TASK PROMPT:
Which lines of the entries contain the string "Clone"? Please find them and copy them.

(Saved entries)
_ _ _ _ _

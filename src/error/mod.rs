mod classifier;

pub use classifier::{classify_failure, classify_provider_error};

use serde::{Deserialize, Serialize};
use thiserror::Error;

/// Application-level errors
#[derive(Debug, Error)]
pub enum AppError {
    #[error("Configuration error: {message}")]
    Config { message: String },

    #[error("Langbase error: {0}")]
    Langbase(#[from] LangbaseError),

    #[error("Provider error: {0}")]
    Provider(#[from] ProviderError),

    #[error("Internal error: {message}")]
    Internal { message: String },
}

/// Langbase API errors
#[derive(Debug, Error)]
pub enum LangbaseError {
    #[error("Langbase unavailable: {message} (retries: {retries})")]
    Unavailable { message: String, retries: u32 },

    #[error("API error: {status} - {message}")]
    Api { status: u16, message: String },

    #[error("Invalid response: {message}")]
    InvalidResponse { message: String },

    #[error("Request timeout after {timeout_ms}ms")]
    Timeout { timeout_ms: u64 },

    #[error("HTTP error: {0}")]
    Http(#[from] reqwest::Error),
}

/// Errors surfaced by pipeline collaborators (classifier, expander, search
/// provider, reasoning strategies).
#[derive(Debug, Error)]
pub enum ProviderError {
    #[error("Provider API error: {status} - {message}")]
    Api { status: u16, message: String },

    #[error("Provider request timed out after {timeout_ms}ms")]
    Timeout { timeout_ms: u64 },

    #[error("Provider connection failed: {message}")]
    Connection { message: String },

    #[error("Invalid provider response: {message}")]
    InvalidResponse { message: String },

    #[error("Provider unavailable: {message}")]
    Unavailable { message: String },
}

impl From<LangbaseError> for ProviderError {
    fn from(err: LangbaseError) -> Self {
        match err {
            LangbaseError::Api { status, message } => ProviderError::Api { status, message },
            LangbaseError::Timeout { timeout_ms } => ProviderError::Timeout { timeout_ms },
            LangbaseError::InvalidResponse { message } => {
                ProviderError::InvalidResponse { message }
            }
            LangbaseError::Unavailable { message, .. } => ProviderError::Unavailable { message },
            LangbaseError::Http(e) if e.is_connect() => ProviderError::Connection {
                message: e.to_string(),
            },
            LangbaseError::Http(e) if e.is_timeout() => ProviderError::Timeout { timeout_ms: 0 },
            LangbaseError::Http(e) => ProviderError::Unavailable {
                message: e.to_string(),
            },
        }
    }
}

/// Typed failure categories the workflow engine uses to decide stop vs continue.
#[derive(Debug, Clone, Copy, PartialEq, Eq, Hash, Serialize, Deserialize)]
#[serde(rename_all = "snake_case")]
pub enum ErrorKind {
    /// The provider rejected our credentials.
    ProviderAuthFailed,
    /// The provider quota or rate limit is exhausted.
    ProviderQuotaExceeded,
    /// The provider could not be reached.
    ProviderConnectionError,
    /// A single stage produced reduced output; the pipeline continues.
    StageDegraded,
}

impl ErrorKind {
    /// Whether this kind halts the pipeline.
    pub fn is_fatal(&self) -> bool {
        !matches!(self, ErrorKind::StageDegraded)
    }

    /// Deterministic user-facing explanation. Never includes provider text.
    pub fn user_message(&self) -> &'static str {
        match self {
            ErrorKind::ProviderAuthFailed => {
                "The knowledge service rejected our credentials, so this question could not be answered. Please ask an administrator to check the API key configuration."
            }
            ErrorKind::ProviderQuotaExceeded => {
                "The knowledge service usage quota has been reached, so this question could not be answered right now. Please wait a few minutes and try again."
            }
            ErrorKind::ProviderConnectionError => {
                "The knowledge service could not be reached, so this question could not be answered. Please check connectivity and try again."
            }
            ErrorKind::StageDegraded => {
                "Part of the answer pipeline was unavailable; the response may be less complete than usual."
            }
        }
    }

    /// Get the kind name as a string
    pub fn as_str(&self) -> &'static str {
        match self {
            ErrorKind::ProviderAuthFailed => "provider_auth_failed",
            ErrorKind::ProviderQuotaExceeded => "provider_quota_exceeded",
            ErrorKind::ProviderConnectionError => "provider_connection_error",
            ErrorKind::StageDegraded => "stage_degraded",
        }
    }
}

impl std::fmt::Display for ErrorKind {
    fn fmt(&self, f: &mut std::fmt::Formatter<'_>) -> std::fmt::Result {
        write!(f, "{}", self.as_str())
    }
}

/// Typed error recorded on a pipeline run.
#[derive(Debug, Clone, PartialEq, Serialize, Deserialize)]
pub struct PipelineError {
    pub kind: ErrorKind,
    /// Internal detail for logs and traces; not shown to end users.
    pub message: String,
}

impl PipelineError {
    pub fn new(kind: ErrorKind, message: impl Into<String>) -> Self {
        Self {
            kind,
            message: message.into(),
        }
    }

    /// Build a pipeline error from a raw collaborator failure.
    pub fn from_provider(err: &ProviderError) -> Self {
        Self::new(classify_provider_error(err), err.to_string())
    }

    pub fn degraded(message: impl Into<String>) -> Self {
        Self::new(ErrorKind::StageDegraded, message)
    }

    pub fn is_fatal(&self) -> bool {
        self.kind.is_fatal()
    }
}

impl std::fmt::Display for PipelineError {
    fn fmt(&self, f: &mut std::fmt::Formatter<'_>) -> std::fmt::Result {
        write!(f, "{}: {}", self.kind, self.message)
    }
}

/// Result type alias for application errors
pub type AppResult<T> = Result<T, AppError>;

/// Result type alias for Langbase operations
pub type LangbaseResult<T> = Result<T, LangbaseError>;

/// Result type alias for collaborator calls
pub type ProviderResult<T> = Result<T, ProviderError>;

_ _ _ _ _

WORKED SOLUTION:
#[derive(Debug, Clone, Copy, PartialEq, Eq, Hash, Serialize, Deserialize)]
#[derive(Debug, Clone, PartialEq, Serialize, Deserialize)]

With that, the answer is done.